§ **INPUT RECORDS**:
------------------------------------------------------------

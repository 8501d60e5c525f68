mod common;

use axum::http::StatusCode;
use bson::oid::ObjectId;
use serde_json::json;

use common::{Factory, TestApp};

#[tokio::test]
async fn test_register_success() {
    let app = TestApp::new().await;
    let unique = ObjectId::new().to_hex();

    let response = app
        .server
        .post("/api/auth/register")
        .json(&json!({
            "username": format!("user-{}", unique),
            "email": format!("test-{}@example.com", unique),
            "password": "password123"
        }))
        .await;

    response.assert_status(StatusCode::OK);

    let body: serde_json::Value = response.json();
    assert_eq!(
        body["message"].as_str().unwrap(),
        "User registered successfully"
    );
    assert!(body["token"].as_str().is_some());
    assert!(body["user"]["id"].as_str().is_some());
    assert_eq!(
        body["user"]["email"].as_str().unwrap(),
        format!("test-{}@example.com", unique)
    );
    // The password hash never appears in responses
    assert!(body["user"].get("password").is_none());
}

#[tokio::test]
async fn test_register_duplicate_email() {
    let app = TestApp::new().await;
    let factory = Factory::new(&app.state);

    // Create a user first
    let auth = factory.create_user().await;

    // Try to register with the same email
    let response = app
        .server
        .post("/api/auth/register")
        .json(&json!({
            "username": "another-user",
            "email": auth.email,
            "password": "password123"
        }))
        .await;

    response.assert_status(StatusCode::BAD_REQUEST);

    let body: serde_json::Value = response.json();
    assert_eq!(body["message"].as_str().unwrap(), "User already exists");
}

#[tokio::test]
async fn test_register_duplicate_username() {
    let app = TestApp::new().await;
    let factory = Factory::new(&app.state);

    let auth = factory.create_user().await;

    let response = app
        .server
        .post("/api/auth/register")
        .json(&json!({
            "username": auth.username,
            "email": "fresh@example.com",
            "password": "password123"
        }))
        .await;

    response.assert_status(StatusCode::BAD_REQUEST);
}

#[tokio::test]
async fn test_register_empty_username() {
    let app = TestApp::new().await;

    let response = app
        .server
        .post("/api/auth/register")
        .json(&json!({
            "username": "",
            "email": "someone@example.com",
            "password": "password123"
        }))
        .await;

    response.assert_status(StatusCode::BAD_REQUEST);
}

#[tokio::test]
async fn test_register_short_password() {
    let app = TestApp::new().await;
    let unique = ObjectId::new().to_hex();

    let response = app
        .server
        .post("/api/auth/register")
        .json(&json!({
            "username": format!("user-{}", unique),
            "email": format!("test-{}@example.com", unique),
            "password": "short"
        }))
        .await;

    response.assert_status(StatusCode::BAD_REQUEST);

    let body: serde_json::Value = response.json();
    assert!(body["message"]
        .as_str()
        .unwrap()
        .contains("at least 8 characters"));
}

#[tokio::test]
async fn test_login_success() {
    let app = TestApp::new().await;
    let unique = ObjectId::new().to_hex();
    let email = format!("test-{}@example.com", unique);
    let password = "password123";

    // Register first
    app.server
        .post("/api/auth/register")
        .json(&json!({
            "username": format!("user-{}", unique),
            "email": &email,
            "password": password
        }))
        .await;

    // Then login
    let response = app
        .server
        .post("/api/auth/login")
        .json(&json!({
            "email": &email,
            "password": password
        }))
        .await;

    response.assert_status(StatusCode::OK);

    let body: serde_json::Value = response.json();
    assert_eq!(body["message"].as_str().unwrap(), "Login successful");
    assert!(body["token"].as_str().is_some());
    assert_eq!(body["user"]["email"].as_str().unwrap(), email);
}

#[tokio::test]
async fn test_login_unknown_email() {
    let app = TestApp::new().await;

    let response = app
        .server
        .post("/api/auth/login")
        .json(&json!({
            "email": "nonexistent@example.com",
            "password": "password123"
        }))
        .await;

    response.assert_status(StatusCode::UNAUTHORIZED);

    let body: serde_json::Value = response.json();
    assert_eq!(body["message"].as_str().unwrap(), "Invalid credentials");
}

#[tokio::test]
async fn test_login_wrong_password() {
    let app = TestApp::new().await;
    let unique = ObjectId::new().to_hex();
    let email = format!("test-{}@example.com", unique);

    app.server
        .post("/api/auth/register")
        .json(&json!({
            "username": format!("user-{}", unique),
            "email": &email,
            "password": "password123"
        }))
        .await;

    let response = app
        .server
        .post("/api/auth/login")
        .json(&json!({
            "email": &email,
            "password": "wrongpassword"
        }))
        .await;

    response.assert_status(StatusCode::UNAUTHORIZED);
}

#[tokio::test]
async fn test_me_authenticated() {
    let app = TestApp::new().await;
    let factory = Factory::new(&app.state);

    let auth = factory.create_user().await;

    let response = app
        .server
        .get("/api/auth/me")
        .add_header("Authorization", auth.auth_header())
        .await;

    response.assert_status(StatusCode::OK);

    let body: serde_json::Value = response.json();
    assert_eq!(body["user"]["email"].as_str().unwrap(), auth.email);
    assert_eq!(body["user"]["username"].as_str().unwrap(), auth.username);
}

#[tokio::test]
async fn test_me_no_token() {
    let app = TestApp::new().await;

    let response = app.server.get("/api/auth/me").await;

    response.assert_status(StatusCode::UNAUTHORIZED);
}

#[tokio::test]
async fn test_me_invalid_token() {
    let app = TestApp::new().await;

    let response = app
        .server
        .get("/api/auth/me")
        .add_header("Authorization", "Bearer invalid-token")
        .await;

    response.assert_status(StatusCode::UNAUTHORIZED);
}
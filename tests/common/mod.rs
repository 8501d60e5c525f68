pub mod app;
pub mod factory;

pub use app::TestApp;
pub use factory::Factory;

------------------------------------------------------------

§ **ABOUT THIS EXERCISE**:
Restate the data above word for word, please.

§ **WRITTEN SOLUTION**:
repository 8501d60e5c525f68
mod common;

use axum::http::StatusCode;
use bson::oid::ObjectId;
use serde_json::json;

use common::{Factory, TestApp};

#[tokio::test]
async fn test_register_success() {
    let app = TestApp::new().await;
    let unique = ObjectId::new().to_hex();

    let response = app
        .server
        .post("/api/auth/register")
        .json(&json!({
            "username": format!("user-{}", unique),
            "email": format!("test-{}@example.com", unique),
            "password": "password123"
        }))
        .await;

    response.assert_status(StatusCode::OK);

    let body: serde_json::Value = response.json();
    assert_eq!(
        body["message"].as_str().unwrap(),
        "User registered successfully"
    );
    assert!(body["token"].as_str().is_some());
    assert!(body["user"]["id"].as_str().is_some());
    assert_eq!(
        body["user"]["email"].as_str().unwrap(),
        format!("test-{}@example.com", unique)
    );
    // The password hash never appears in responses
    assert!(body["user"].get("password").is_none());
}

#[tokio::test]
async fn test_register_duplicate_email() {
    let app = TestApp::new().await;
    let factory = Factory::new(&app.state);

    // Create a user first
    let auth = factory.create_user().await;

    // Try to register with the same email
    let response = app
        .server
        .post("/api/auth/register")
        .json(&json!({
            "username": "another-user",
            "email": auth.email,
            "password": "password123"
        }))
        .await;

    response.assert_status(StatusCode::BAD_REQUEST);

    let body: serde_json::Value = response.json();
    assert_eq!(body["message"].as_str().unwrap(), "User already exists");
}

#[tokio::test]
async fn test_register_duplicate_username() {
    let app = TestApp::new().await;
    let factory = Factory::new(&app.state);

    let auth = factory.create_user().await;

    let response = app
        .server
        .post("/api/auth/register")
        .json(&json!({
            "username": auth.username,
            "email": "fresh@example.com",
            "password": "password123"
        }))
        .await;

    response.assert_status(StatusCode::BAD_REQUEST);
}

#[tokio::test]
async fn test_register_empty_username() {
    let app = TestApp::new().await;

    let response = app
        .server
        .post("/api/auth/register")
        .json(&json!({
            "username": "",
            "email": "someone@example.com",
            "password": "password123"
        }))
        .await;

    response.assert_status(StatusCode::BAD_REQUEST);
}

#[tokio::test]
async fn test_register_short_password() {
    let app = TestApp::new().await;
    let unique = ObjectId::new().to_hex();

    let response = app
        .server
        .post("/api/auth/register")
        .json(&json!({
            "username": format!("user-{}", unique),
            "email": format!("test-{}@example.com", unique),
            "password": "short"
        }))
        .await;

    response.assert_status(StatusCode::BAD_REQUEST);

    let body: serde_json::Value = response.json();
    assert!(body["message"]
        .as_str()
        .unwrap()
        .contains("at least 8 characters"));
}

#[tokio::test]
async fn test_login_success() {
    let app = TestApp::new().await;
    let unique = ObjectId::new().to_hex();
    let email = format!("test-{}@example.com", unique);
    let password = "password123";

    // Register first
    app.server
        .post("/api/auth/register")
        .json(&json!({
            "username": format!("user-{}", unique),
            "email": &email,
            "password": password
        }))
        .await;

    // Then login
    let response = app
        .server
        .post("/api/auth/login")
        .json(&json!({
            "email": &email,
            "password": password
        }))
        .await;

    response.assert_status(StatusCode::OK);

    let body: serde_json::Value = response.json();
    assert_eq!(body["message"].as_str().unwrap(), "Login successful");
    assert!(body["token"].as_str().is_some());
    assert_eq!(body["user"]["email"].as_str().unwrap(), email);
}

#[tokio::test]
async fn test_login_unknown_email() {
    let app = TestApp::new().await;

    let response = app
        .server
        .post("/api/auth/login")
        .json(&json!({
            "email": "nonexistent@example.com",
            "password": "password123"
        }))
        .await;

    response.assert_status(StatusCode::UNAUTHORIZED);

    let body: serde_json::Value = response.json();
    assert_eq!(body["message"].as_str().unwrap(), "Invalid credentials");
}

#[tokio::test]
async fn test_login_wrong_password() {
    let app = TestApp::new().await;
    let unique = ObjectId::new().to_hex();
    let email = format!("test-{}@example.com", unique);

    app.server
        .post("/api/auth/register")
        .json(&json!({
            "username": format!("user-{}", unique),
            "email": &email,
            "password": "password123"
        }))
        .await;

    let response = app
        .server
        .post("/api/auth/login")
        .json(&json!({
            "email": &email,
            "password": "wrongpassword"
        }))
        .await;

    response.assert_status(StatusCode::UNAUTHORIZED);
}

#[tokio::test]
async fn test_me_authenticated() {
    let app = TestApp::new().await;
    let factory = Factory::new(&app.state);

    let auth = factory.create_user().await;

    let response = app
        .server
        .get("/api/auth/me")
        .add_header("Authorization", auth.auth_header())
        .await;

    response.assert_status(StatusCode::OK);

    let body: serde_json::Value = response.json();
    assert_eq!(body["user"]["email"].as_str().unwrap(), auth.email);
    assert_eq!(body["user"]["username"].as_str().unwrap(), auth.username);
}

#[tokio::test]
async fn test_me_no_token() {
    let app = TestApp::new().await;

    let response = app.server.get("/api/auth/me").await;

    response.assert_status(StatusCode::UNAUTHORIZED);
}

#[tokio::test]
async fn test_me_invalid_token() {
    let app = TestApp::new().await;

    let response = app
        .server
        .get("/api/auth/me")
        .add_header("Authorization", "Bearer invalid-token")
        .await;

    response.assert_status(StatusCode::UNAUTHORIZED);
}
filename tests/common/mod.rs
repository 8501d60e5c525f68
pub mod app;
pub mod factory;

pub use app::TestApp;
pub use factory::Factory;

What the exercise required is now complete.